Extrait du journal de Pietro Monteverdi, Quaesitor Guernicus
Jeudi 07 janvier 1221
La souffrance est atroce... Cette nuit a probablement été la plus terrible de mon existence... Osciller ainsi entre la vie et le trépas, la douleur aiguë et la douce torpeur de la mort, est un supplice... Heureusement que Faril et Laura étaient là, sans quoi j'aurais servi de repas au démon. Ou pire encore.

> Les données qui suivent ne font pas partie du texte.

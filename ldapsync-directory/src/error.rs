//! Error types for directory access.

use thiserror::Error;

/// Result type for directory operations.
pub type DirectoryResult<T> = Result<T, DirectoryError>;

/// Errors that can occur while talking to the directory server.
#[derive(Debug, Error)]
pub enum DirectoryError {
    /// The server could not be reached.
    #[error("directory unavailable at {url}: {reason}")]
    Unavailable { url: String, reason: String },

    /// The server answered the bind with a non-success result code.
    #[error("bind failed for {bind_dn} (result code {code}): {message}")]
    BindFailed {
        bind_dn: String,
        code: u32,
        message: String,
    },

    /// The search could not be started or finished with an error.
    #[error("search failed: {0}")]
    SearchFailed(String),

    /// An operation exceeded the configured timeout.
    #[error("directory operation timed out")]
    Timeout,

    /// Invalid configuration.
    #[error("invalid directory configuration: {0}")]
    Config(String),
}

impl DirectoryError {
    pub(crate) fn unavailable(url: &str, err: ldap3::LdapError) -> Self {
        if matches!(err, ldap3::LdapError::Timeout { .. }) {
            return Self::Timeout;
        }
        Self::Unavailable {
            url: url.to_string(),
            reason: err.to_string(),
        }
    }

    pub(crate) fn unbind(url: &str, err: ldap3::LdapError) -> Self {
        Self::Unavailable {
            url: url.to_string(),
            reason: format!("unbind failed: {err}"),
        }
    }

    pub(crate) fn search(err: ldap3::LdapError) -> Self {
        if matches!(err, ldap3::LdapError::Timeout { .. }) {
            return Self::Timeout;
        }
        Self::SearchFailed(err.to_string())
    }
}

#[cfg(test)]
mod tests {
    use super::*;

    #[test]
    fn unbind_failure_names_the_server() {
        let err = DirectoryError::unbind("ldaps://dc01.example.com:636", ldap3::LdapError::EndOfStream);
        let message = err.to_string();
        assert!(message.starts_with("directory unavailable at ldaps://dc01.example.com:636: unbind failed"));
    }
}
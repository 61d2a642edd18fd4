use async_trait::async_trait;
use ldapsync_artifact::ArtifactShape;
use ldapsync_delivery::{
    DeliveryError, DeliveryPolicy, DeliveryResult, FileTransfer, HttpConfig, HttpCredentials,
    HttpDelivery, HttpDestination, OutcomeStatus, SftpDestination, SYNC_PATH, PROBE_PATH,
};
use ldapsync_directory::{DirectoryError, MemoryEntries, PagingMode};
use ldapsync_engine::{EngineError, Settings, SftpSettings, SyncRunner, WebSettings};
use ldapsync_types::DirectoryEntry;
use pretty_assertions::assert_eq;
use serde_json::{json, Value};
use std::collections::HashSet;
use std::fs;
use std::path::Path;
use std::sync::Mutex;
use wiremock::matchers::{method, path};
use wiremock::{Mock, MockServer, ResponseTemplate};

/// Records uploads in memory; hosts in `down` refuse the connection.
#[derive(Default)]
struct RecordingTransfer {
    down: HashSet<String>,
    uploads: Mutex<Vec<(String, Vec<u8>)>>,
}

impl RecordingTransfer {
    fn uploads(&self) -> Vec<(String, Vec<u8>)> {
        self.uploads.lock().unwrap().clone()
    }
}

#[async_trait]
impl FileTransfer for RecordingTransfer {
    async fn upload(&self, destination: &SftpDestination, local: &Path) -> DeliveryResult<String> {
        if self.down.contains(&destination.host) {
            return Err(DeliveryError::Connect {
                target: destination.target(),
                reason: "connection refused".to_string(),
            });
        }
        let remote = destination.remote_path_for(local)?;
        self.uploads
            .lock()
            .unwrap()
            .push((destination.host.clone(), fs::read(local)?));
        Ok(remote)
    }
}

fn user(n: usize) -> DirectoryEntry {
    DirectoryEntry::new(format!("CN=user{n},OU=Staff,DC=example,DC=com"))
        .with_attribute("sAMAccountName", format!("user{n}"))
        .with_attribute("mail", format!("user{n}@example.com"))
        .with_attribute("memberOf", vec!["staff", "vpn"])
}

fn users(count: usize) -> MemoryEntries {
    MemoryEntries::new((0..count).map(user))
}

fn settings(root: &Path) -> Settings {
    let mut settings = Settings {
        backup_dir: root.join("backup"),
        log_dir: root.join("logs"),
        sftp: SftpSettings {
            destinations: SftpDestination::from_hosts(["prod", "dev"], 22, "deploy", "pw", "/srv/ldap"),
            ..Default::default()
        },
        ..Default::default()
    };
    settings.directory.search_base = "DC=example,DC=com".to_string();
    settings.directory.attributes = ["sAMAccountName", "mail", "memberOf", "department"]
        .iter()
        .map(|a| a.to_string())
        .collect();
    settings
}

fn http() -> HttpDelivery {
    let config = HttpConfig {
        timeout_secs: 5,
        connect_timeout_secs: 2,
    };
    let credentials = HttpCredentials {
        username: "sync".to_string(),
        password: "pw".to_string(),
    };
    HttpDelivery::new(credentials, &config).unwrap()
}

fn web(settings: &mut Settings, servers: &[&MockServer]) {
    settings.web = WebSettings {
        destinations: servers.iter().map(|s| HttpDestination::new(s.uri())).collect(),
        ..Default::default()
    };
}

async fn page_sizes(server: &MockServer) -> Vec<usize> {
    server
        .received_requests()
        .await
        .unwrap_or_default()
        .iter()
        .filter(|r| r.url.path() == SYNC_PATH)
        .map(|r| serde_json::from_slice::<Vec<Value>>(&r.body).unwrap().len())
        .collect()
}

// ── File sync ───────────────────────────────────────────────────

#[tokio::test]
async fn sync_files_writes_formatted_artifact_and_uploads_it() {
    let tmp = tempfile::tempdir().unwrap();
    let settings = settings(tmp.path());
    let transfer = RecordingTransfer::default();

    let summary = SyncRunner::new(&settings)
        .sync_files(&mut users(3), &transfer)
        .await
        .unwrap();

    assert_eq!(summary.artifact.records, 3);
    assert!(summary.report.is_success());

    let text = fs::read_to_string(&summary.artifact.path).unwrap();
    let parsed: Vec<Value> = serde_json::from_str(&text).unwrap();
    assert_eq!(
        parsed[0],
        json!({
            "sAMAccountName": "user0",
            "mail": "user0@example.com",
            "memberOf": "staff|vpn",
            "department": null
        })
    );
    assert!(text.find("\"sAMAccountName\"").unwrap() < text.find("\"department\"").unwrap());

    let uploads = transfer.uploads();
    let hosts: Vec<&str> = uploads.iter().map(|(h, _)| h.as_str()).collect();
    assert_eq!(hosts, vec!["prod", "dev"]);
    assert!(uploads.iter().all(|(_, bytes)| bytes == text.as_bytes()));
}

#[tokio::test]
async fn sync_files_clears_previous_backups() {
    let tmp = tempfile::tempdir().unwrap();
    let settings = settings(tmp.path());
    fs::create_dir_all(&settings.backup_dir).unwrap();
    fs::write(settings.backup_dir.join("20200101_000000_000.json"), "[]").unwrap();

    let summary = SyncRunner::new(&settings)
        .sync_files(&mut users(1), &RecordingTransfer::default())
        .await
        .unwrap();

    let remaining: Vec<_> = fs::read_dir(&settings.backup_dir)
        .unwrap()
        .map(|e| e.unwrap().path())
        .collect();
    assert_eq!(remaining, vec![summary.artifact.path]);
}

#[tokio::test]
async fn sync_files_with_no_entries_uploads_empty_array() {
    let tmp = tempfile::tempdir().unwrap();
    let settings = settings(tmp.path());
    let transfer = RecordingTransfer::default();

    let summary = SyncRunner::new(&settings)
        .sync_files(&mut users(0), &transfer)
        .await
        .unwrap();

    let parsed: Vec<Value> = serde_json::from_slice(&fs::read(&summary.artifact.path).unwrap()).unwrap();
    assert!(parsed.is_empty());
    assert_eq!(transfer.uploads().len(), 2);
}

#[tokio::test]
async fn sync_files_raw_shape_keeps_attribute_values() {
    let tmp = tempfile::tempdir().unwrap();
    let mut settings = settings(tmp.path());
    settings.shape = ArtifactShape::Raw;

    let summary = SyncRunner::new(&settings)
        .sync_files(&mut users(1), &RecordingTransfer::default())
        .await
        .unwrap();

    let parsed: Vec<Value> = serde_json::from_slice(&fs::read(&summary.artifact.path).unwrap()).unwrap();
    assert_eq!(
        parsed[0],
        json!({
            "sAMAccountName": "user0",
            "mail": "user0@example.com",
            "memberOf": ["staff", "vpn"]
        })
    );
}

#[tokio::test]
async fn search_failure_aborts_before_delivery() {
    let tmp = tempfile::tempdir().unwrap();
    let settings = settings(tmp.path());
    let transfer = RecordingTransfer::default();
    let mut entries = MemoryEntries::failing_after((0..2).map(user), "size limit exceeded");

    let err = SyncRunner::new(&settings)
        .sync_files(&mut entries, &transfer)
        .await
        .unwrap_err();

    assert!(matches!(
        err,
        EngineError::Directory(DirectoryError::SearchFailed(_))
    ));
    assert!(transfer.uploads().is_empty());
    assert_eq!(fs::read_dir(&settings.backup_dir).unwrap().count(), 0);
}

#[tokio::test]
async fn fail_fast_summary_is_an_error() {
    let tmp = tempfile::tempdir().unwrap();
    let mut settings = settings(tmp.path());
    settings.sftp.policy = DeliveryPolicy::FailFast;
    let transfer = RecordingTransfer {
        down: HashSet::from(["prod".to_string()]),
        ..Default::default()
    };

    let summary = SyncRunner::new(&settings)
        .sync_files(&mut users(1), &transfer)
        .await
        .unwrap();

    assert_eq!(summary.report.outcomes()[1].status, OutcomeStatus::Skipped);
    assert!(transfer.uploads().is_empty());
    assert!(matches!(
        summary.into_result(),
        Err(EngineError::Delivery(DeliveryError::Incomplete { failed: 2, total: 2 }))
    ));
}

#[tokio::test]
async fn best_effort_uploads_to_healthy_destinations() {
    let tmp = tempfile::tempdir().unwrap();
    let settings = settings(tmp.path());
    let transfer = RecordingTransfer {
        down: HashSet::from(["prod".to_string()]),
        ..Default::default()
    };

    let summary = SyncRunner::new(&settings)
        .sync_files(&mut users(1), &transfer)
        .await
        .unwrap();

    assert_eq!(summary.report.attempted(), 2);
    assert_eq!(transfer.uploads().len(), 1);
    assert!(summary.into_result().is_err());
}

// ── Web sync ────────────────────────────────────────────────────

#[tokio::test]
async fn sync_web_pages_every_destination_despite_failures() {
    let failing = MockServer::start().await;
    Mock::given(method("POST"))
        .and(path(SYNC_PATH))
        .respond_with(ResponseTemplate::new(500))
        .mount(&failing)
        .await;
    let healthy = MockServer::start().await;
    Mock::given(method("POST"))
        .and(path(SYNC_PATH))
        .respond_with(ResponseTemplate::new(200))
        .mount(&healthy)
        .await;

    let tmp = tempfile::tempdir().unwrap();
    let mut settings = settings(tmp.path());
    settings.directory.page_size = 1000;
    web(&mut settings, &[&failing, &healthy]);

    let summary = SyncRunner::new(&settings)
        .sync_web(&mut users(1500), &http())
        .await
        .unwrap();

    assert_eq!(summary.pages, 2);
    assert_eq!(summary.records, 1500);
    assert_eq!(page_sizes(&healthy).await, vec![1000, 500]);
    assert_eq!(page_sizes(&failing).await, vec![1000, 500]);

    let failing_summary = &summary.destinations[0];
    assert_eq!(failing_summary.pages_delivered, 0);
    assert_eq!(failing_summary.pages_failed, 2);
    assert_eq!(failing_summary.last_status, Some(500));

    let healthy_summary = &summary.destinations[1];
    assert_eq!(healthy_summary.pages_delivered, 2);
    assert_eq!(healthy_summary.last_status, Some(200));

    assert!(!summary.is_success());
    assert!(matches!(
        summary.into_result(),
        Err(EngineError::Delivery(DeliveryError::Incomplete { failed: 1, total: 2 }))
    ));
}

#[tokio::test]
async fn sync_web_buffered_posts_one_page() {
    let server = MockServer::start().await;
    Mock::given(method("POST"))
        .and(path(SYNC_PATH))
        .respond_with(ResponseTemplate::new(200))
        .mount(&server)
        .await;

    let tmp = tempfile::tempdir().unwrap();
    let mut settings = settings(tmp.path());
    settings.directory.page_size = 10;
    settings.paging = PagingMode::Buffered;
    web(&mut settings, &[&server]);

    let summary = SyncRunner::new(&settings)
        .sync_web(&mut users(25), &http())
        .await
        .unwrap();

    assert_eq!(summary.pages, 1);
    assert_eq!(page_sizes(&server).await, vec![25]);
    assert!(summary.is_success());
}

#[tokio::test]
async fn sync_web_buffered_empty_result_posts_empty_array() {
    let server = MockServer::start().await;
    Mock::given(method("POST"))
        .and(path(SYNC_PATH))
        .respond_with(ResponseTemplate::new(200))
        .expect(1)
        .mount(&server)
        .await;

    let tmp = tempfile::tempdir().unwrap();
    let mut settings = settings(tmp.path());
    settings.paging = PagingMode::Buffered;
    web(&mut settings, &[&server]);

    let summary = SyncRunner::new(&settings)
        .sync_web(&mut users(0), &http())
        .await
        .unwrap();

    assert_eq!(summary.pages, 1);
    assert_eq!(page_sizes(&server).await, vec![0]);
}

#[tokio::test]
async fn sync_web_streaming_empty_result_posts_nothing() {
    let server = MockServer::start().await;
    Mock::given(method("POST"))
        .and(path(SYNC_PATH))
        .respond_with(ResponseTemplate::new(200))
        .expect(0)
        .mount(&server)
        .await;

    let tmp = tempfile::tempdir().unwrap();
    let mut settings = settings(tmp.path());
    web(&mut settings, &[&server]);

    let summary = SyncRunner::new(&settings)
        .sync_web(&mut users(0), &http())
        .await
        .unwrap();

    assert_eq!(summary.pages, 0);
    assert!(summary.is_success());
    assert_eq!(summary.destinations[0].last_status, None);
}

// ── Probe ───────────────────────────────────────────────────────

#[tokio::test]
async fn probe_counts_unreachable_destinations() {
    let up = MockServer::start().await;
    Mock::given(method("POST"))
        .and(path(PROBE_PATH))
        .respond_with(ResponseTemplate::new(200))
        .mount(&up)
        .await;
    let missing = MockServer::start().await;
    Mock::given(method("POST"))
        .and(path(PROBE_PATH))
        .respond_with(ResponseTemplate::new(404))
        .mount(&missing)
        .await;

    let tmp = tempfile::tempdir().unwrap();
    let mut settings = settings(tmp.path());
    web(&mut settings, &[&up, &missing]);

    let summary = SyncRunner::new(&settings).probe(&http()).await;

    assert_eq!(summary.reachable(), 1);
    assert!(!settings.backup_dir.exists());
    assert!(matches!(
        summary.into_result(),
        Err(EngineError::Unreachable { unreachable: 1, total: 2 })
    ));
}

C'est étrange comme l'affaire qui nous a amené ici est similaire en de nombreux points à celle qui nous avait occupé lors de notre premier voyage de Stonehenge à Draco Maris : un cadavre de jeune fille, retrouvé par hasard, dans un triste état, la peau lacérée, une traque, un démon à l'aspect de tueur... Quel dommage que Sire Marc n'ait pas été des nôtres cette fois ! Et pourtant, si je ne peux blâmer le chevalier, j'en veux à Goetlieb : qu'il joue, dorme, boive ou mange quand bon lui semble, peu me chaux. Par contre, jamais il ne doit oublier d'où il vient et pourquoi il est là. Ma blessure sera sa cicatrice. J'entends bien lui faire comprendre que ma mort sera la sienne.
Vendredi 08 janvier 1221
Laura est repassée ce matin pour me prodiguer des soins. Dire que j'ai pu douter d'elle... Cela m'apprendra une fois encore à juger trop vite les gens qui m'entourent... Selon elle, mes jours ne sont plus en danger. Je suis bien heureux de l'apprendre, même si pour ma part j'ai l'impression que chaque seconde sera la dernière, tant la douleur est vive. Avec le recule, aussi petit soit-il, j'ai quelque peu honte de notre comportement : nous avons été supplanté intellectuellement par un démon, une créature de la nuit ! Il aurait été tellement plus malin de mettre en place un piège aux alentours du cimetière et attendre que la bête ne revienne accomplir sa sinistre besogne. Au final, nous nous sommes faits attaquer, la bête est parvenue à s'enfuir et, si j'en crois les chuchotements de la femme de l'aubergiste, Faril n'aurait pas été suffisamment discret lors de l'utilisation de son Don. Bah, étant donné que je dois la vie au brave homme, je ne pense pas que je lui causerai le moindre souci... Pour en avoir discuté avec Goetlieb et Faril, ils attendront à nouveau ce soir pour surprendre la bête. De toute évidence, me croyant mort et ignorant tout de la présence de Goetlieb, elle ne risque pas d'être trop sur ses gardes. Du moins, je l'espère. Dormir maintenant. Il faut. Don Zaccharino, veillez sur moi.